The DNS is a strange and surprising environment. One could take a simple perspective and claim that the aim of the DNS is to translate DNS names into IP addresses. And you wouldn’t be wrong, but it’s also so much more.
The DNS is used as a verification tool, a signalling protocol and a rendezvous mechanism. There is a lot of information that forms part of the DNS. Not only does the DNS describe the set of service names defined on the Internet, but if an observer can associate the query name in DNS queries with the identity of the querier then a vast trove of data is opened up. Almost every network transaction starts with a call to resolve a DNS name, so knowledge of a user’s sequence of DNS queries can be associated with a likely scenario of that user’s online activity.
The DNS is ubiquitous, so it’s no surprise that it’s been used by malware to operate command and control functions for distributed malware systems. DNS query data can be used to track the operation of malware platforms, and DNS query data has formed the core of a number of threat intelligence systems. Perhaps, surprisingly, it’s not just queries about names that exist in the DNS that can be informative; queries about names that do not exist in the DNS are informative as well.
If a query is passed to an authoritative server for a zone where the queried name is not defined in the zone, then the server will respond with a response code of 3. This is the NXDOMAIN response.
$ dig a.nonsense.dns-name ; <<>> DiG 9.18.15 <<>> a.nonsense.dns-name ;; global options: +cmd ;; Got answer: ;; ->>HEADER<<- opcode: QUERY, status: NXDOMAIN, id: 53374 ;; flags: qr rd ra ad; QUERY: 1, ANSWER: 0, AUTHORITY: 1, ADDITIONAL: 1 ;; OPT PSEUDOSECTION: ; EDNS: version: 0, flags:; udp: 4096 ; COOKIE: 660df947a084a9dd0100000064a3929c3db746c4e9584a77 (good) ;; QUESTION SECTION: ;a.nonsense.dns-name.

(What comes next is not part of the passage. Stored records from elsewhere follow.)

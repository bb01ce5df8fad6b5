use rust_decimal::Decimal;
use serde::{Deserialize, Serialize};

use crate::fuzzy::partial_ratio;
use crate::master::MasterRecord;
use crate::table::LineItem;

/// Sentinel rendered for fields of an unmatched row.
pub const NOT_AVAILABLE: &str = "N/A";

/// The tuple that joins line items to master records.
///
/// Both sides are normalized (trim + lowercase) at construction, so equality
/// on the key is the case-insensitive comparison the join requires.
#[derive(Debug, Clone, PartialEq, Eq, Hash)]
pub struct CompositeKey {
    pub req_ref: String,
    pub project: String,
    pub site: String,
    pub env: String,
    pub kind: String,
}

impl CompositeKey {
    #[must_use]
    pub fn of_item(item: &LineItem) -> Self {
        Self {
            req_ref: normalize(&item.req_ref),
            project: normalize(&item.project),
            site: normalize(&item.site),
            env: normalize(&item.env),
            kind: normalize(&item.kind),
        }
    }

    #[must_use]
    pub fn of_record(record: &MasterRecord) -> Self {
        Self {
            req_ref: normalize(&record.req_ref),
            project: normalize(&record.project),
            site: normalize(&record.site),
            env: normalize(&record.env),
            kind: normalize(&record.kind),
        }
    }
}

fn normalize(s: &str) -> String {
    s.trim().to_lowercase()
}

/// A line item annotated with the master record it resolved to.
///
/// `None` cost fields render as the [`NOT_AVAILABLE`] sentinel; an unmatched
/// row carries a score of 0.
#[derive(Debug, Clone, Serialize, Deserialize)]
pub struct MatchedItem {
    pub item: LineItem,
    pub unit_cost: Option<Decimal>,
    pub total_cost: Option<Decimal>,
    pub quote_reference: Option<String>,
    pub match_score: f64,
}

impl MatchedItem {
    #[must_use]
    pub fn is_matched(&self) -> bool {
        self.unit_cost.is_some()
    }

    fn unmatched(item: &LineItem) -> Self {
        Self {
            item: item.clone(),
            unit_cost: None,
            total_cost: None,
            quote_reference: None,
            match_score: 0.0,
        }
    }
}

/// Match every line item against the master dataset.
///
/// Exactly one [`MatchedItem`] comes out per line item. Candidates are
/// filtered by composite-key equality; the single best fuzzy score between
/// the item text and each candidate's description decides among multiple
/// key hits, with equal scores resolving to the earliest candidate in sheet
/// order. An empty candidate set degrades to an unmatched row rather than
/// an error.
pub fn match_items(items: &[LineItem], master: &[MasterRecord]) -> Vec<MatchedItem> {
    items.iter().map(|item| match_one(item, master)).collect()
}

fn match_one(item: &LineItem, master: &[MasterRecord]) -> MatchedItem {
    let key = CompositeKey::of_item(item);
    let needle = normalize(&item.items);

    let mut best: Option<(&MasterRecord, f64)> = None;
    for record in master {
        if CompositeKey::of_record(record) != key {
            continue;
        }

        let score = partial_ratio(&needle, &normalize(&record.description));
        let beats_current = best.map_or(true, |(_, current)| score > current);
        if beats_current {
            best = Some((record, score));
        }
    }

    match best {
        Some((record, score)) => MatchedItem {
            item: item.clone(),
            unit_cost: Some(record.unit_cost),
            total_cost: Some(record.total_cost),
            quote_reference: Some(record.quote_reference.clone()),
            match_score: score,
        },
        None => {
            tracing::debug!(
                req_ref = %item.req_ref,
                project = %item.project,
                "no master record for composite key"
            );
            MatchedItem::unmatched(item)
        }
    }
}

IN A ;; AUTHORITY SECTION: . 10800 IN SOA a.root-servers.net. nstld.verisign-grs.com. 2023070301 1800 900 604800 86400 ;; Query time: 277 msec ;; SERVER: ::1#53(::1) (UDP) ;; WHEN: Tue Jul 04 13:31:40 AEST 2023 ;; MSG SIZE rcvd: 151
The NXDOMAIN response normally includes an authority section, providing the Start of Authority (SOA) record of the authoritative zone asserting that the name does not exist. For names where there is no corresponding Top-Level Domain (TLD) name the DNS response includes the SOA record of the root zone, as in the above example. Where the name where the right-most label sequence does match a delegated domain name, the SOA record in the authority section includes the SOA record of the innermost enclosing zone.
As an aside, the NXDOMAIN response should not be confused with the NODATA response, which is a NOERROR response code (0) and an empty answer section in the response. NODATA indicates that the name is defined, but the query’s requested Resource Record (RR) does not exist for this name.
So, there’s an obvious question — what proportion of DNS queries are for non-existent names?
That’s an incredibly challenging question to try and answer if you wanted to use a comprehensive capture of all DNS queries as the base input to the analysis. The best we can do here is to capture queries from within a particular circumstance or locale that is hopefully reflective of the larger space, calculate the NXDOMAIN ratio and then perform some further analysis to understand to what extent this result truly reflects the broader reality of the entire DNS.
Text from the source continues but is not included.